BerlinForscher an der Universität der schottischen Hauptstadt Edinburgh haben eine Technik entwickelt, um Daten drahtlos per Licht zu übertragen. Mit dieser Technik, Visible Light Communication (VLC) oder Li-Fi genannt, sollen Datenübertragungsraten von 1 Gigabit pro Sekunde (GBit/s) möglich sein.
Als Sender dienen Leuchtdioden (LED). Diese seien ähnlich wie Transistoren und könnten deshalb sehr schnell ein- und ausgeschaltet werden, erklärte Harald Haas dem britischen Technikmagazin Professional Engineering. Der deutsche Physiker leitet das Projekt.
Die LEDs werden allerdings nicht tatsächlich ein- und ausgeschaltet, sondern es wird lediglich die Intensität verändert. Das menschliche Auge kann diese Schwankungen nicht erkennen. Der Empfänger ist eine Fotozelle, die das Licht in elektrische Impulse wandelt.

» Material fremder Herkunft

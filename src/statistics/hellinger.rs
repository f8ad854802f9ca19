//! Hellinger distance between coincidence histograms.
//!
//! For bin frequencies p and q over identical binning,
//!
//! ```text
//! H(p, q) = sqrt( 1 - sum_i sqrt(p_i * q_i) )
//! ```
//!
//! bounded in [0, 1]: 0 for identical histograms, 1 for disjoint ones. The
//! frequencies are taken over every recorded sample, with the out-of-range
//! tally carried as one extra overflow component so that p and q each sum to
//! exactly 1. Mass pushed beyond the histogram edge therefore registers as
//! distance even when the surviving in-range shape looks unchanged.
//!
//! Degenerate inputs take sentinel values instead of dividing by zero,
//! because a spoofing scenario can legitimately empty a window: both
//! histograms empty compares as 0 (nothing diverged), exactly one empty
//! compares as 1 (all mass displaced). Both cases log at warn level.

use log::warn;

use crate::error::InputError;

use super::Histogram;

/// Compute the Hellinger distance between a reference and a test histogram.
///
/// Pure function of its inputs; no state is kept across calls. Binning
/// mismatch is an [`InputError`].
pub fn hellinger(reference: &Histogram, test: &Histogram) -> Result<f64, InputError> {
    reference.ensure_same_binning(test)?;

    match (reference.is_empty(), test.is_empty()) {
        (true, true) => {
            warn!("hellinger: both histograms empty, returning 0");
            Ok(0.0)
        }
        (true, false) | (false, true) => {
            warn!("hellinger: one histogram empty, returning 1");
            Ok(1.0)
        }
        (false, false) => {
            let p = reference.mass_fractions();
            let q = test.mass_fractions();
            let mut affinity: f64 = p
                .iter()
                .zip(q.iter())
                .map(|(&pi, &qi)| (pi * qi).sqrt())
                .sum();
            affinity += (overflow_fraction(reference) * overflow_fraction(test)).sqrt();
            // Roundoff can push the affinity a hair past 1 for identical
            // histograms.
            Ok((1.0 - affinity).max(0.0).sqrt().min(1.0))
        }
    }
}

/// Share of a histogram's samples that fell outside its range.
fn overflow_fraction(hist: &Histogram) -> f64 {
    let total = hist.total() + hist.out_of_range();
    hist.out_of_range() as f64 / total as f64
}
//! Reconstruction-based anomaly scoring for coincidence histograms.
//!
//! A small bottleneck autoencoder (tanh encoder, linear decoder) is trained
//! on the mass fractions of legitimate windows with full-batch gradient
//! descent. Once trained, a window's anomaly score is its squared
//! reconstruction error: windows resembling the training population
//! reconstruct well, windows with a displaced or hollowed-out coincidence
//! peak do not. The latent norm penalty only regularizes training; it does
//! not enter the score.
//!
//! The model is deliberately a state machine. Scoring is meaningless before
//! calibration, so an untrained model refuses to score instead of returning
//! garbage that would silently poison the fused verdict.

use log::debug;
use nalgebra::{DMatrix, DVector};
use rand::{Rng, SeedableRng};
use rand_xoshiro::Xoshiro256PlusPlus;
use serde::{Deserialize, Serialize};

use crate::config::DetectorConfig;
use crate::error::InputError;
use crate::statistics::Histogram;

/// Hyperparameters carried by an untrained model.
#[derive(Debug, Clone, Copy, PartialEq, Serialize, Deserialize)]
pub struct AnomalySettings {
    /// Input dimensionality; must equal the histogram bin count.
    pub input_dim: usize,
    /// Bottleneck width.
    pub latent_dim: usize,
    /// Full-batch gradient-descent epochs.
    pub epochs: usize,
    /// Gradient-descent step size.
    pub learning_rate: f64,
    /// Weight of the latent-norm regularizer in the training loss.
    pub latent_penalty: f64,
}

/// Weights of a trained model, along with the settings that produced them.
#[derive(Debug, Clone, PartialEq, Serialize, Deserialize)]
pub struct TrainedAnomaly {
    settings: AnomalySettings,
    w1: DMatrix<f64>,
    b1: DVector<f64>,
    w2: DMatrix<f64>,
    b2: DVector<f64>,
    final_loss: f64,
}

impl TrainedAnomaly {
    /// Mean training loss of the last epoch.
    pub fn final_loss(&self) -> f64 {
        self.final_loss
    }

    /// Anomaly score of one window: its squared reconstruction error.
    pub fn score(&self, hist: &Histogram) -> Result<f64, InputError> {
        if hist.bins() != self.settings.input_dim {
            return Err(InputError::BinMismatch {
                expected: self.settings.input_dim,
                got: hist.bins(),
            });
        }
        Ok(self.reconstruction_error(&DVector::from_vec(hist.mass_fractions())))
    }

    fn encode(&self, x: &DVector<f64>) -> DVector<f64> {
        let mut z = &self.w1 * x + &self.b1;
        z.apply(|v| *v = v.tanh());
        z
    }

    fn reconstruct(&self, z: &DVector<f64>) -> DVector<f64> {
        &self.w2 * z + &self.b2
    }

    fn reconstruction_error(&self, x: &DVector<f64>) -> f64 {
        let z = self.encode(x);
        let residual = self.reconstruct(&z) - x;
        residual.norm_squared()
    }
}

/// Histogram anomaly model: either waiting for calibration data or trained.
#[derive(Debug, Clone, Serialize, Deserialize)]
pub enum AnomalyModel {
    /// Holds hyperparameters; refuses to score.
    Untrained(AnomalySettings),
    /// Holds fitted weights; ready to score.
    Trained(TrainedAnomaly),
}

impl AnomalyModel {
    /// Untrained model with hyperparameters from a validated configuration.
    pub fn new(config: &DetectorConfig) -> Result<Self, InputError> {
        config.validate()?;
        Ok(AnomalyModel::Untrained(AnomalySettings {
            input_dim: config.hist_bins,
            latent_dim: config.latent_dim,
            epochs: config.epochs,
            learning_rate: config.learning_rate,
            latent_penalty: config.latent_penalty,
        }))
    }

    /// Whether the model has been trained.
    pub fn is_trained(&self) -> bool {
        matches!(self, AnomalyModel::Trained(_))
    }

    /// Mean training loss of the last epoch, once trained.
    pub fn final_loss(&self) -> Option<f64> {
        match self {
            AnomalyModel::Untrained(_) => None,
            AnomalyModel::Trained(trained) => Some(trained.final_loss),
        }
    }

    /// The frozen trained handle, once trained.
    pub fn trained(&self) -> Option<&TrainedAnomaly> {
        match self {
            AnomalyModel::Untrained(_) => None,
            AnomalyModel::Trained(trained) => Some(trained),
        }
    }

    /// Fit the autoencoder to a corpus of legitimate windows, transitioning
    /// the model in place. Training again replaces the previous fit.
    ///
    /// Weights start from a seeded Xavier-uniform draw, so the same corpus
    /// and seed always produce the same model.
    pub fn train(&mut self, corpus: &[Histogram], seed: u64) -> Result<(), InputError> {
        let settings = match self {
            AnomalyModel::Untrained(settings) => *settings,
            AnomalyModel::Trained(trained) => trained.settings,
        };

        if corpus.is_empty() {
            return Err(InputError::EmptyCorpus {
                corpus: "anomaly training windows",
            });
        }
        let inputs = corpus
            .iter()
            .map(|hist| {
                if hist.bins() != settings.input_dim {
                    return Err(InputError::BinMismatch {
                        expected: settings.input_dim,
                        got: hist.bins(),
                    });
                }
                Ok(DVector::from_vec(hist.mass_fractions()))
            })
            .collect::<Result<Vec<_>, _>>()?;

        let trained = fit(settings, &inputs, seed);
        debug!(
            "anomaly model trained on {} windows, final loss {:.3e}",
            inputs.len(),
            trained.final_loss
        );
        *self = AnomalyModel::Trained(trained);
        Ok(())
    }

    /// Anomaly score of one window: its squared reconstruction error.
    pub fn score(&self, hist: &Histogram) -> Result<f64, InputError> {
        match self {
            AnomalyModel::Untrained(_) => Err(InputError::ModelNotTrained),
            AnomalyModel::Trained(trained) => trained.score(hist),
        }
    }
}

/// Full-batch gradient descent on reconstruction loss plus latent penalty.
fn fit(settings: AnomalySettings, inputs: &[DVector<f64>], seed: u64) -> TrainedAnomaly {
    let d = settings.input_dim;
    let k = settings.latent_dim;
    let n = inputs.len() as f64;

    let mut rng = Xoshiro256PlusPlus::seed_from_u64(seed);
    let scale = (6.0 / (d + k) as f64).sqrt();
    let mut w1 = DMatrix::from_fn(k, d, |_, _| rng.random_range(-scale..scale));
    let mut b1 = DVector::zeros(k);
    let mut w2 = DMatrix::from_fn(d, k, |_, _| rng.random_range(-scale..scale));
    let mut b2 = DVector::zeros(d);

    let mut epoch_loss = 0.0;
    for _ in 0..settings.epochs {
        let mut grad_w1 = DMatrix::zeros(k, d);
        let mut grad_b1 = DVector::zeros(k);
        let mut grad_w2 = DMatrix::zeros(d, k);
        let mut grad_b2 = DVector::zeros(d);
        epoch_loss = 0.0;

        for x in inputs {
            let mut z = &w1 * x + &b1;
            z.apply(|v| *v = v.tanh());
            let xhat = &w2 * &z + &b2;
            let residual = &xhat - x;
            epoch_loss += residual.norm_squared() + settings.latent_penalty * z.norm_squared();

            // d loss / d xhat
            let d_xhat = 2.0 * &residual;
            grad_w2 += &d_xhat * z.transpose();
            grad_b2 += &d_xhat;

            // Back through the decoder and the tanh.
            let d_z = w2.transpose() * &d_xhat + 2.0 * settings.latent_penalty * &z;
            let d_pre = d_z.component_mul(&z.map(|v| 1.0 - v * v));
            grad_w1 += &d_pre * x.transpose();
            grad_b1 += &d_pre;
        }

        let step = settings.learning_rate / n;
        w1 -= grad_w1 * step;
        b1 -= grad_b1 * step;
        w2 -= grad_w2 * step;
        b2 -= grad_b2 * step;
    }

    TrainedAnomaly {
        settings,
        w1,
        b1,
        w2,
        b2,
        final_loss: epoch_loss / n.max(1.0),
    }
}
//! Logging decorator.
//!
//! Records attempt duration and outcome using `tracing` spans. Counter-style
//! metrics live in the telemetry adapters instead.

use std::sync::Arc;

use async_trait::async_trait;
use tokio::time::Instant;
use tracing::{info_span, Instrument};

use crate::config::ServiceContext;
use crate::pipeline::{Decorator, DecoratorFactory, Invocation, InvocationResult, Next};

/// Registers a [`LoggingDecorator`].
#[derive(Debug, Clone, Copy, Default)]
pub struct LoggingFactory;

impl DecoratorFactory for LoggingFactory {
    fn create(&self, ctx: &ServiceContext) -> Arc<dyn Decorator> {
        Arc::new(LoggingDecorator {
            router: ctx.config.name.clone(),
        })
    }
}

/// Wraps each attempt in an `attempt` span and logs its outcome.
#[derive(Debug, Clone)]
pub struct LoggingDecorator {
    router: String,
}

impl LoggingDecorator {
    #[must_use]
    pub fn new(router: impl Into<String>) -> Self {
        Self { router: router.into() }
    }
}

#[async_trait]
impl Decorator for LoggingDecorator {
    async fn invoke(&self, invocation: Invocation, next: Next) -> InvocationResult {
        let ctx = invocation.context();
        let service = ctx.service_type.to_string();
        let method = ctx.method_name;
        let key = ctx.attempt_key.clone();
        let attempt = ctx.attempt;

        let span = info_span!(
            "attempt",
            router = %self.router,
            invocation_id = %ctx.invocation_id,
            service = %service,
            method = method,
            key = %key,
            attempt = attempt,
            duration_ms = tracing::field::Empty,
            outcome = tracing::field::Empty,
        );

        async move {
            let start = Instant::now();
            let result = next.run(invocation).await;

            #[allow(clippy::cast_possible_truncation)]
            let duration_ms = start.elapsed().as_millis() as u64;
            let outcome = match &result {
                Ok(_) => "ok",
                Err(failure) => failure.kind(),
            };
            tracing::Span::current().record("duration_ms", duration_ms);
            tracing::Span::current().record("outcome", outcome);

            match &result {
                Ok(_) => tracing::info!(
                    service = %service,
                    method = method,
                    key = %key,
                    duration_ms = duration_ms,
                    "attempt complete"
                ),
                Err(failure) => tracing::warn!(
                    service = %service,
                    method = method,
                    key = %key,
                    duration_ms = duration_ms,
                    outcome = outcome,
                    error = %failure,
                    "attempt failed"
                ),
            }

            result
        }
        .instrument(span)
        .await
    }
}

// ---------------------------------------------------------------------------
// Tests
// ---------------------------------------------------------------------------
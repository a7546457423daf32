use switchyard_core::{InvocationContext, InvocationFailure, SelectionSource, TelemetryProvider, TelemetryScope};

/// Telemetry provider that records nothing.
#[derive(Debug, Clone, Copy, Default)]
pub struct NoopTelemetry;

impl TelemetryProvider for NoopTelemetry {
    fn start_invocation(&self, _ctx: &InvocationContext) -> Box<dyn TelemetryScope> {
        Box::new(NoopScope)
    }
}

struct NoopScope;

impl TelemetryScope for NoopScope {
    fn record_variant(&mut self, _key: &str, _source: SelectionSource) {}

    fn record_fallback(&mut self, _key: &str) {}

    fn record_success(&mut self) {}

    fn record_failure(&mut self, _failure: &InvocationFailure) {}
}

Vorteil des optischen WLAN ist, dass mehr Wellenlängen zur Verfügung stehen als bei einer Funkübertragung. Das Funkspektrum ist zudem stark reguliert. Schließlich könne die Übertragungsgeschwindigkeit sinken, wenn zu viele Nutzer gleichzeitig das Internet nutzten, etwa in einem Hotel, erklärt Haas. Die Funkwellen gingen durch die Wand, und das Signal aus dem Nebenzimmer könne das eigene stören. Das trete bei einem optischen WLAN nicht auf - die Wand bilde eine Barriere gegen die Interferenz.